Enterprise Architecture
Redesigning your business landscape and ecosystem

Enterprise architecture is a conceptual blueprint that defines the structure and operation of an organization. The intent of an enterprise architecture is to determine how an organization can most effectively achieve its current and future objectives.


Enterprise Architecture is more than modeling exercises. It defines the information, technology, infrastructure, service layers, and business domains of your organization. Architects, senior management, and strategists work together to lay out the future of your organization. Enterprise Architecture should contain 1, 3, and 5 year goals to help mold your products to ever changing demands. Our assessments and frameworks provide you with the information you need in order to execute tactically.
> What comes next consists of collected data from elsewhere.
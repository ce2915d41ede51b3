// Services
// Stateless helpers and configuration: export/import documents and settings.

pub mod export_service;
pub mod settings_engine;
//! Tab collections RPC server: JSON-RPC over stdin/stdout for a browser host.
//!
//! Protocol: one JSON object per line (newline-delimited JSON).
//! Request:  {"id":1, "method":"collections.create", "params":{"name":"...","tabs":[...]}}
//! Response: {"id":1, "result":{...}} or {"id":1, "error":"..."}
//!
//! Logs go to stderr; stdout carries only protocol lines.

use std::io::Write;
use std::time::Instant;

use serde_json::{json, Value};
use tokio::io::{self, AsyncBufReadExt, BufReader};
use tokio::sync::Mutex;

use tab_collections::app::App;
use tab_collections::rpc_handler::handle_method;
use tab_collections::services::settings_engine::SettingsEngineTrait;

/// Environment variable overriding the settings file location.
const CONFIG_ENV: &str = "TAB_COLLECTIONS_CONFIG";

/// Simple rate limiter: max requests per one-second window.
struct RateLimiter {
    window_start: Instant,
    request_count: u32,
    max_per_second: u32,
}

impl RateLimiter {
    fn new(max_per_second: u32) -> Self {
        Self { window_start: Instant::now(), request_count: 0, max_per_second }
    }

    /// Returns true if the request is allowed, false if rate-limited.
    fn check(&mut self) -> bool {
        if self.window_start.elapsed().as_secs() >= 1 {
            self.window_start = Instant::now();
            self.request_count = 0;
        }
        self.request_count += 1;
        self.request_count <= self.max_per_second
    }
}

fn emit(line: &Value) {
    let mut stdout = std::io::stdout().lock();
    if writeln!(stdout, "{}", line).and_then(|_| stdout.flush()).is_err() {
        log::error!("failed to write response to stdout");
    }
}

#[tokio::main]
async fn main() {
    let config_path = std::env::var(CONFIG_ENV).ok();
    let mut app = match App::new(config_path) {
        Ok(app) => app,
        Err(e) => {
            env_logger::init();
            log::error!("failed to initialize: {}", e);
            std::process::exit(1);
        }
    };

    let level = app.settings_engine.get_settings().logging.level.clone();
    env_logger::Builder::from_env(env_logger::Env::default().default_filter_or(level)).init();

    if let Err(e) = app.startup().await {
        log::error!("failed to load collections: {}", e);
        std::process::exit(1);
    }
    let app = Mutex::new(app);

    emit(&json!({"event": "ready", "version": env!("CARGO_PKG_VERSION")}));

    let mut rate_limiter = RateLimiter::new(200);
    let mut lines = BufReader::new(io::stdin()).lines();

    loop {
        let line = match lines.next_line().await {
            Ok(Some(l)) => l,
            Ok(None) => break,
            Err(e) => {
                log::error!("stdin read failed: {}", e);
                break;
            }
        };
        if line.trim().is_empty() {
            continue;
        }

        let req: Value = match serde_json::from_str(&line) {
            Ok(v) => v,
            Err(e) => {
                emit(&json!({"id": null, "error": format!("parse error: {}", e)}));
                continue;
            }
        };

        let id = req.get("id").cloned().unwrap_or(Value::Null);

        if !rate_limiter.check() {
            log::warn!("rate limit exceeded");
            emit(&json!({"id": id, "error": "rate limit exceeded"}));
            continue;
        }

        let method = req.get("method").and_then(|v| v.as_str()).unwrap_or("");
        let params = req.get("params").cloned().unwrap_or(json!({}));

        log::debug!("rpc {}", method);
        let response = match handle_method(&app, method, &params).await {
            Ok(val) => json!({"id": id, "result": val}),
            Err(err) => {
                log::warn!("rpc {} failed: {}", method, err);
                json!({"id": id, "error": err})
            }
        };
        emit(&response);
    }

    log::info!("stdin closed, shutting down");
}
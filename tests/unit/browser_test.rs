//! Unit tests for the in-memory window registry.

use tab_collections::browser::memory::EMPTY_WINDOW_URL;
use tab_collections::browser::{InMemoryBrowser, TabSource};
use tab_collections::types::collection::Tab;
use tab_collections::types::errors::BrowserError;
use tab_collections::types::window::WindowHandle;

#[tokio::test]
async fn test_new_browser_has_no_window() {
    let browser = InMemoryBrowser::new();
    assert!(matches!(browser.current_window().await, Err(BrowserError::NoWindow)));
    assert!(matches!(
        browser.list_current_window_tabs().await,
        Err(BrowserError::NoWindow)
    ));
    assert_eq!(browser.window_count(), 0);
}

#[tokio::test]
async fn test_with_window_lists_tabs_in_order() {
    let browser = InMemoryBrowser::with_window(vec![
        Tab::new("https://a.io", "A"),
        Tab::new("https://b.io", "B"),
    ]);
    let tabs = browser.list_current_window_tabs().await.unwrap();
    let urls: Vec<&str> = tabs.iter().map(|t| t.url.as_str()).collect();
    assert_eq!(urls, vec!["https://a.io", "https://b.io"]);
}

#[tokio::test]
async fn test_open_window_focuses_new_window() {
    let browser = InMemoryBrowser::with_window(vec![Tab::new("https://a.io", "A")]);
    let urls = vec!["https://x.io".to_string(), "https://y.io".to_string()];
    let handle = browser.open_window(&urls).await.unwrap();

    assert_eq!(browser.current_window().await.unwrap(), handle);
    let tabs = browser.list_current_window_tabs().await.unwrap();
    assert_eq!(tabs.len(), 2);
    assert_eq!(tabs[1].url, "https://y.io");
    assert_eq!(browser.window_count(), 2);
}

#[tokio::test]
async fn test_open_empty_window_has_blank_tab() {
    let browser = InMemoryBrowser::new();
    let handle = browser.open_empty_window().await.unwrap();
    let windows = browser.windows();
    assert_eq!(windows.len(), 1);
    assert_eq!(windows[0].handle, handle);
    assert!(windows[0].focused);
    assert_eq!(windows[0].tabs[0].url, EMPTY_WINDOW_URL);
}

#[tokio::test]
async fn test_close_focused_window_moves_focus() {
    let browser = InMemoryBrowser::new();
    let first = browser.open_empty_window().await.unwrap();
    let second = browser.open_empty_window().await.unwrap();

    browser.close_window(second).await.unwrap();
    assert_eq!(browser.current_window().await.unwrap(), first);

    browser.close_window(first).await.unwrap();
    assert!(matches!(browser.current_window().await, Err(BrowserError::NoWindow)));
}

#[tokio::test]
async fn test_close_unknown_window_fails() {
    let browser = InMemoryBrowser::new();
    let err = browser.close_window(WindowHandle(99)).await.unwrap_err();
    assert!(matches!(err, BrowserError::WindowNotFound(99)));
}

#[tokio::test]
async fn test_sync_current_window_replaces_or_opens() {
    let browser = InMemoryBrowser::new();
    let opened = browser
        .sync_current_window(vec![Tab::new("https://one.io", "One")])
        .unwrap();
    let replaced = browser
        .sync_current_window(vec![Tab::new("https://two.io", "Two")])
        .unwrap();
    assert_eq!(opened, replaced);
    assert_eq!(browser.window_count(), 1);
    assert_eq!(browser.list_current_window_tabs().await.unwrap()[0].url, "https://two.io");
}

#[tokio::test]
async fn test_focus_switches_current_window() {
    let browser = InMemoryBrowser::new();
    let first = browser.open_empty_window().await.unwrap();
    let _second = browser.open_empty_window().await.unwrap();

    browser.focus(first).unwrap();
    assert_eq!(browser.current_window().await.unwrap(), first);
    assert!(browser.focus(WindowHandle(1234)).is_err());
}
// Tab collections shared type definitions
// Each submodule defines types used across the crate.

pub mod collection;
pub mod errors;
pub mod settings;
pub mod window;
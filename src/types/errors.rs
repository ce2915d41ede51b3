use thiserror::Error;

// === CollectionError ===

/// Errors returned by collection store operations.
#[derive(Debug, Error)]
pub enum CollectionError {
    /// Another collection already uses this name (compared case-insensitively).
    #[error("Collection name already exists: {0}")]
    DuplicateName(String),
    /// Collection with the given ID was not found.
    #[error("Collection not found: {0}")]
    NotFound(String),
    /// The collection name is empty or whitespace only.
    #[error("Collection name cannot be empty")]
    EmptyName,
    /// Import input does not have the expected shape.
    #[error("Invalid import format: {0}")]
    InvalidFormat(String),
    /// There is nothing to export.
    #[error("No collections to export")]
    EmptyStore,
    /// An operation was attempted before `load()` completed.
    #[error("Collection store has not been loaded")]
    NotLoaded,
    /// The persistence backend failed.
    #[error("Storage failure: {0}")]
    Storage(#[from] StorageError),
    /// The browser tab source failed.
    #[error("Browser failure: {0}")]
    Browser(#[from] BrowserError),
}

impl CollectionError {
    /// True for failures of an external collaborator (persistence or browser).
    pub fn is_io_failure(&self) -> bool {
        matches!(self, CollectionError::Storage(_) | CollectionError::Browser(_))
    }
}

// === StorageError ===

/// Errors raised by persistence backends.
#[derive(Debug, Error)]
pub enum StorageError {
    /// Reading or writing the backing file failed.
    #[error("Storage I/O error: {0}")]
    Io(String),
    /// The stored value could not be encoded or decoded.
    #[error("Storage serialization error: {0}")]
    Serialization(String),
    /// A database operation failed.
    #[error("Storage database error: {0}")]
    Database(String),
    /// The key cannot name a stored value.
    #[error("Invalid storage key: {0}")]
    InvalidKey(String),
}

impl From<rusqlite::Error> for StorageError {
    fn from(e: rusqlite::Error) -> Self {
        StorageError::Database(e.to_string())
    }
}

// === BrowserError ===

/// Errors raised by a tab source.
#[derive(Debug, Error)]
pub enum BrowserError {
    /// There is no current window to read tabs from.
    #[error("No browser window is open")]
    NoWindow,
    /// The referenced window does not exist.
    #[error("Window not found: {0}")]
    WindowNotFound(u64),
    /// The browser could not service the request.
    #[error("Browser unavailable: {0}")]
    Unavailable(String),
}

// === SettingsError ===

/// Errors related to settings management.
#[derive(Debug, Error)]
pub enum SettingsError {
    /// An I/O error occurred while reading or writing settings.
    #[error("Settings I/O error: {0}")]
    IoError(String),
    /// Failed to serialize or deserialize settings.
    #[error("Settings serialization error: {0}")]
    SerializationError(String),
    /// The provided settings key is invalid.
    #[error("Invalid settings key: {0}")]
    InvalidKey(String),
    /// The provided settings value is invalid.
    #[error("Invalid settings value: {0}")]
    InvalidValue(String),
}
While enterprise architecture is a discipline, there are a number of methodologies and tools that can be used to effectively display and explain your goals. Enterprise Architecture can be abstracted by using The Open Group Architecture Framework (TOGAF), Model Driven Architecture (MDA), Unified Modeling Language (UML), Service Oriented Architecture, Service Oriented Architecture Modeling Language, Zachman Framework and a number of other frameworks and methodolgies.

Figure 1: TOGAF ADM


Figure 2: Model Driven Architecture


Figure 3: Zachman Ontology



  • Reference Architectures
  • UML Deployment Models
  • UML Class Models
  • Enterprise Frameworks
  • EAI Frameworks
  • Data Modeling
  • Master Data Management
  • Dimensional Data Modeling
  • Model View/View Model
  • Service Oriented Architecture
  • Massively Distributed Computing, etc.

When to Use

Enterprise Architecture starts when the organization establishes strategic goals. Enterprise Architects work with senior level executives to draft the reference architecture and frameworks necessary to define and implement solutions needed to fulfill strategic goals.

The enterprise architect assess the current state of the ecosystem and determines a roadmap of execution necessary to achieve success. As the roadmap is established, he sets up teams of subject matter experts and details the data and service roadmaps. This establishes the technical execution path and defines the basics of a project.

Once complete, the team turns over their framework and roadmap and the organization prioritizes each effort based on delivery cycles and needs.

At this point, the architect switches from a strategic perspective to a solution or tactical perspective.